Ce concept se développe essentiellement en Angleterre et en France à partir du XVIIe siècle, mais est difficile d'accès et ambigu, car il renvoie à plusieurs systèmes distincts.

Le déisme — forgé sur le terme latin deus — désigne l'affirmation rationnelle de l'existence de Dieu, proposant une forme religieuse conforme à la raison, excluant les religions révélées[4], et proposant d'arriver à Dieu par des voies exclusivement humaines[5], sans pour autant pouvoir en déterminer certains attributs[6]. Le concept se développe essentiellement en Angleterre et en France à partir du XVIIe siècle mais est difficile d'accès et ambigu car il se réfère à plusieurs systèmes distincts[4]. On ne l'utilise plus guère en dehors de ses applications historiques[6].

À l'instar du terme « théisme » dont il est assez proche, le mot apparaît en France dans les violentes luttes théologiques et religieuses du XVIe siècle dans un usage péjoratif cherchant à discréditer l'adversaire (remettre dans le contexte de l'époque, pouvoir et religion). Il apparaît en relation avec les antitrinitaires sociniens[7] et est attesté pour la première fois sous la plume du pasteur Pierre Viret en 1534 qui y voit des blasphémateurs, des « athéistes » qui s'ignorent. À partir du XVIIe siècle, lorsque, sous l'influence de la science nouvelle et de l'émergence de nouvelles manières de penser, la perception du concept de nature — fondamentale en théologie et en philosophie — se modifie, le déisme évolue vers une forme de religion naturelle[4] dont font écho les premières Constitutions d'Anderson qui fondent la franc-maçonnerie moderne en 1723.

Pour leurs critiques apologètes chrétiens, les déistes, prétendant arriver à Dieu sans l'aide de Dieu, en se passant de la Révélation, sont impies et pécheurs. Les déistes ne forment cependant pas un groupe homogène et il existe une grande variété de positions, suivant les auteurs déistes, par rapport à ce qui a trait tant à la nature de Dieu, qu'à la Providence ou encore à l'immortalité de l'âme. John Locke développe ainsi un « christianisme raisonnable », tandis que Spinoza est classé ou non, selon les époques, dans leurs rangs. La question centrale est, plutôt que celle de l'existence de Dieu, celle de sa Révélation que les déistes rejettent à la différence des théistes[4].

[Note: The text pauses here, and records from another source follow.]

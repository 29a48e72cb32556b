//! Cell access helpers.

use roster_model::{ColumnMapping, SourceRow, TargetField};

/// Trimmed value of a mapped cell; `None` when unmapped or blank.
pub(crate) fn cell<'a>(
    row: &'a SourceRow,
    mapping: &ColumnMapping,
    field: TargetField,
) -> Option<&'a str> {
    mapping
        .raw(row, field)
        .map(str::trim)
        .filter(|value| !value.is_empty())
}
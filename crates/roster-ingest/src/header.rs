//! Header row detection and normalization.

use std::collections::BTreeSet;

/// Picks the header row among the first `scan_rows` records.
///
/// Exported spreadsheets often carry title or date rows above the real
/// header. The row with the most non-empty cells wins; ties go to the
/// earliest row. Returns `None` when every scanned row is blank.
pub fn detect_header_row(records: &[Vec<String>], scan_rows: usize) -> Option<usize> {
    let mut best: Option<(usize, usize)> = None;
    for (idx, record) in records.iter().take(scan_rows.max(1)).enumerate() {
        let filled = record.iter().filter(|cell| !cell.trim().is_empty()).count();
        if filled == 0 {
            continue;
        }
        match best {
            Some((_, count)) if count >= filled => {}
            _ => best = Some((idx, filled)),
        }
    }
    best.map(|(idx, _)| idx)
}

/// Turns raw header cells into unique, non-blank header names.
///
/// - cells are trimmed
/// - trailing blank cells are dropped
/// - interior blank cells become `Column N` (1-based position)
/// - repeated names get ` (2)`, ` (3)`, ... suffixes
pub fn normalize_headers(raw: &[String]) -> Vec<String> {
    let mut cells: Vec<String> = raw.iter().map(|cell| cell.trim().to_string()).collect();
    while cells.last().is_some_and(String::is_empty) {
        cells.pop();
    }

    let mut seen = BTreeSet::new();
    let mut headers = Vec::with_capacity(cells.len());
    for (idx, cell) in cells.into_iter().enumerate() {
        let base = if cell.is_empty() {
            format!("Column {}", idx + 1)
        } else {
            cell
        };
        let mut name = base.clone();
        let mut n = 2;
        while !seen.insert(name.clone()) {
            name = format!("{base} ({n})");
            n += 1;
        }
        headers.push(name);
    }
    headers
}
//! Roster table reading.
//!
//! This crate turns an uploaded file of unknown layout into a
//! [`SourceTable`](roster_model::SourceTable): an ordered header row plus raw
//! string rows.
//!
//! # Features
//!
//! - **Format sniffing**: spreadsheet containers are recognized by magic bytes,
//!   everything else is treated as delimited text regardless of extension
//! - **Encoding detection**: BOM, UTF-8, then Windows-1252 fallback
//! - **Delimiter sniffing**: tab, semicolon, comma or pipe
//! - **Header detection**: skips title rows above the real header
//! - **Sample values**: distinct previews per column for mapping review
//!
//! # Example
//!
//! ```ignore
//! use roster_ingest::{read_table, FormatHint, ReadOptions};
//!
//! let bytes = std::fs::read("roster.csv")?;
//! let table = read_table(&bytes, Some(FormatHint::Csv), &ReadOptions::default())?;
//! println!("{} columns, {} rows", table.headers().len(), table.len());
//! ```

mod csv;
mod error;
mod format;
mod header;
mod reader;
mod samples;
mod spreadsheet;

// === Error Types ===
pub use error::{IngestError, Result};

// === Reading ===
pub use format::{FormatHint, SourceFormat, WorkbookKind, detect_format};
pub use reader::{HEADER_SCAN_ROWS, MAX_UPLOAD_SIZE, ReadOptions, read_table, read_table_from_path};

// === Lower-level helpers ===
pub use csv::{decode_text, sniff_delimiter};
pub use header::{detect_header_row, normalize_headers};

// === Sample Values ===
pub use samples::sample_values;
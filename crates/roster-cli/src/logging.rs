//! Logging setup using `tracing` and `tracing-subscriber`.
//!
//! # Log Levels
//!
//! - `error`: fatal errors (unreadable upload, database unavailable)
//! - `warn`: failed rows, mapping ambiguity, cancellation
//! - `info`: stage progress and summary counts
//! - `debug`: per-row outcomes and per-field mapping decisions
//! - `trace`: cell values (redacted unless `--log-data` is given)
//!
//! Roster cells hold student names and guardian contact details. Anything
//! read from a cell goes through [`redact_value`] before it is logged.

use std::fs::OpenOptions;
use std::io::{self, Write};
use std::path::PathBuf;
use std::sync::atomic::{AtomicBool, Ordering};
use std::sync::{Arc, Mutex};

use tracing::level_filters::LevelFilter;
use tracing_subscriber::{
    EnvFilter,
    fmt::{self, MakeWriter},
    layer::SubscriberExt,
    util::SubscriberInitExt,
};

static LOG_DATA_ENABLED: AtomicBool = AtomicBool::new(false);

/// Placeholder used when row-level logging is disabled.
pub const REDACTED_VALUE: &str = "[REDACTED]";

/// Crates whose events follow the configured level; everything else stays at `warn`.
const ROSTER_TARGETS: &[&str] = &[
    "roster",
    "roster_cli",
    "roster_commit",
    "roster_ingest",
    "roster_map",
    "roster_model",
    "roster_normalize",
    "roster_store",
];

/// Returns true if cell values may be logged.
pub fn log_data_enabled() -> bool {
    LOG_DATA_ENABLED.load(Ordering::Relaxed)
}

/// Returns the value when `--log-data` is on, otherwise a redacted token.
pub fn redact_value(value: &str) -> &str {
    if log_data_enabled() {
        value
    } else {
        REDACTED_VALUE
    }
}

/// Configuration for logging behavior.
#[derive(Debug, Clone)]
pub struct LogConfig {
    pub level_filter: LevelFilter,
    /// Let `RUST_LOG` override `level_filter`.
    pub use_env_filter: bool,
    pub with_timestamps: bool,
    pub with_target: bool,
    pub with_ansi: bool,
    pub format: LogFormat,
    /// Write to this file instead of stderr.
    pub log_file: Option<PathBuf>,
    /// Whether cell values may be logged.
    pub log_data: bool,
}

/// Log output format.
#[derive(Debug, Clone, Copy, Default, PartialEq, Eq)]
pub enum LogFormat {
    /// Human-readable, multi-field lines with colors.
    #[default]
    Pretty,
    /// Compact single-line format.
    Compact,
    /// JSON lines for machine parsing.
    Json,
}

impl Default for LogConfig {
    fn default() -> Self {
        Self {
            level_filter: LevelFilter::WARN,
            use_env_filter: true,
            with_timestamps: false,
            with_target: false,
            with_ansi: true,
            format: LogFormat::default(),
            log_file: None,
            log_data: false,
        }
    }
}

/// Installs the global subscriber. Call once at startup.
///
/// # Errors
///
/// Returns an error if the log file cannot be opened.
pub fn init_logging(config: &LogConfig) -> io::Result<()> {
    if let Some(path) = &config.log_file {
        let file = OpenOptions::new().create(true).append(true).open(path)?;
        init_logging_with_writer(config, SharedFileWriter::new(file));
    } else {
        init_logging_with_writer(config, io::stderr);
    }
    Ok(())
}

/// Installs the global subscriber with a custom writer.
pub fn init_logging_with_writer<W>(config: &LogConfig, writer: W)
where
    W: for<'writer> MakeWriter<'writer> + Send + Sync + 'static,
{
    LOG_DATA_ENABLED.store(config.log_data, Ordering::Release);
    let filter = build_env_filter(config);

    match config.format {
        LogFormat::Json => {
            let layer = fmt::layer()
                .json()
                .with_writer(writer)
                .with_target(config.with_target)
                .with_current_span(true);
            tracing_subscriber::registry()
                .with(filter)
                .with(layer)
                .init();
        }
        LogFormat::Compact => {
            let layer = fmt::layer()
                .compact()
                .with_writer(writer)
                .with_ansi(config.with_ansi)
                .with_target(config.with_target);
            if config.with_timestamps {
                tracing_subscriber::registry()
                    .with(filter)
                    .with(layer)
                    .init();
            } else {
                tracing_subscriber::registry()
                    .with(filter)
                    .with(layer.without_time())
                    .init();
            }
        }
        LogFormat::Pretty => {
            let layer = fmt::layer()
                .with_writer(writer)
                .with_ansi(config.with_ansi)
                .with_target(config.with_target);
            if config.with_timestamps {
                tracing_subscriber::registry()
                    .with(filter)
                    .with(layer)
                    .init();
            } else {
                tracing_subscriber::registry()
                    .with(filter)
                    .with(layer.without_time())
                    .init();
            }
        }
    }
}

#[derive(Clone)]
struct SharedFileWriter {
    file: Arc<Mutex<std::fs::File>>,
}

impl SharedFileWriter {
    fn new(file: std::fs::File) -> Self {
        Self {
            file: Arc::new(Mutex::new(file)),
        }
    }
}

struct SharedFileGuard {
    file: Arc<Mutex<std::fs::File>>,
}

impl Write for SharedFileGuard {
    fn write(&mut self, buf: &[u8]) -> io::Result<usize> {
        let mut guard = self
            .file
            .lock()
            .map_err(|_| io::Error::other("log file lock poisoned"))?;
        guard.write(buf)
    }

    fn flush(&mut self) -> io::Result<()> {
        let mut guard = self
            .file
            .lock()
            .map_err(|_| io::Error::other("log file lock poisoned"))?;
        guard.flush()
    }
}

impl<'a> MakeWriter<'a> for SharedFileWriter {
    type Writer = SharedFileGuard;

    fn make_writer(&'a self) -> Self::Writer {
        SharedFileGuard {
            file: Arc::clone(&self.file),
        }
    }
}

/// Default directive string: roster crates at `level`, dependencies at `warn`.
fn default_directives(level: LevelFilter) -> String {
    let level = level.to_string().to_lowercase();
    let mut directives = vec!["warn".to_string()];
    directives.extend(ROSTER_TARGETS.iter().map(|target| format!("{target}={level}")));
    directives.join(",")
}

fn build_env_filter(config: &LogConfig) -> EnvFilter {
    let fallback = || EnvFilter::new(default_directives(config.level_filter));
    if config.use_env_filter {
        EnvFilter::try_from_default_env().unwrap_or_else(|_| fallback())
    } else {
        fallback()
    }
}
//! Error types for the roster data model.

use thiserror::Error;

use crate::field::TargetField;

/// Errors raised while building or editing a [`ColumnMapping`](crate::ColumnMapping).
#[derive(Debug, Clone, PartialEq, Eq, Error)]
pub enum MappingError {
    /// The header is not part of the source table.
    #[error("column not found: {0}")]
    ColumnNotFound(String),

    /// The header is already assigned to a different field.
    #[error("column '{column}' already mapped to '{field}'")]
    ColumnAlreadyUsed { column: String, field: TargetField },

    /// A field identifier that is not in the catalog.
    #[error("unknown target field: {0}")]
    UnknownField(String),
}

/// Errors raised while constructing a [`SourceTable`](crate::SourceTable).
#[derive(Debug, Clone, PartialEq, Eq, Error)]
pub enum TableError {
    /// Two header cells carry the same name.
    #[error("duplicate header: {0}")]
    DuplicateHeader(String),

    /// A header cell is empty after trimming.
    #[error("header {index} is blank")]
    BlankHeader { index: usize },
}

pub type Result<T> = std::result::Result<T, MappingError>;
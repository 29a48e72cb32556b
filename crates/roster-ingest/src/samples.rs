//! Sample value extraction for mapping review.

use std::collections::BTreeSet;

use roster_model::SourceTable;

/// Gets up to `limit` distinct non-empty values under `header`, in the order
/// they first appear.
pub fn sample_values(table: &SourceTable, header: &str, limit: usize) -> Vec<String> {
    let mut seen = BTreeSet::new();
    let mut samples = Vec::new();
    for value in table.non_empty_values(header) {
        if samples.len() >= limit {
            break;
        }
        if seen.insert(value) {
            samples.push(value.to_string());
        }
    }
    samples
}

Le XVIIIe siècle voit l'apparition d'une nouvelle logique des questions philosophiques qui amène à l'effacement partiel de Dieu comme l'entité centrale autour duquel s'articule la métaphysique : la question de son existence et de sa nature est désormais disputée, passant du stade de vérité première à celui d'hypothèse bientôt dispensable[8]. Rousseau, selon lequel la nature est plus éloquente sur Dieu que les subtilités scolastiques, propose le Dieu de la foi déiste[réf. nécessaire] comme volontaire et intelligent, mouvant l'univers et animant la nature, tandis que l'Homme est libre dans ses actions et doté d'une âme immatérielle. À la différence de Kant, il associe la nature à l'ordre divin tandis que ce dernier établit une différence ontologique entre les deux. Pour Kant, le déisme envisage Dieu comme la « cause du monde », un principe régulateur qui ne peut satisfaire complètement les attentes de l'homme ; pour le philosophe, le déisme « recourt à Dieu pour penser la science en tant qu'elle progresse »[9]. Plus tôt, Voltaire se déclarait déiste[réf. nécessaire], notamment dans son article intitulé « Prière à Dieu ». Le Dieu déiste est universel, il n'y a pas d'intermédiaire entre les êtres et Dieu, ce Dieu est bien supérieur à la « petitesse humaine » (il assimilera d'ailleurs les Hommes à des « atomes » : on ne peut plus petit que l'Homme), et ne s'occupe donc pas de ses affaires, ses cultes, ses rites et autres superstitions. Cette conception d'un Dieu distant se résume dans ces deux alexandrins du Français : « L'univers m'embarrasse, et je ne puis songer / Que cette horloge existe et n'ait point d'horloger. » Il tourne le concept de Providence en dérision[10].
Le déisme inspira de nombreuses déclarations d'hommes politiques américains à la fin du XVIIIe siècle et au début du XIXe siècle (Thomas Jefferson, Benjamin Franklin et Thomas Paine). La notion de créateur apparaît dans la Déclaration d'indépendance américaine de 1776.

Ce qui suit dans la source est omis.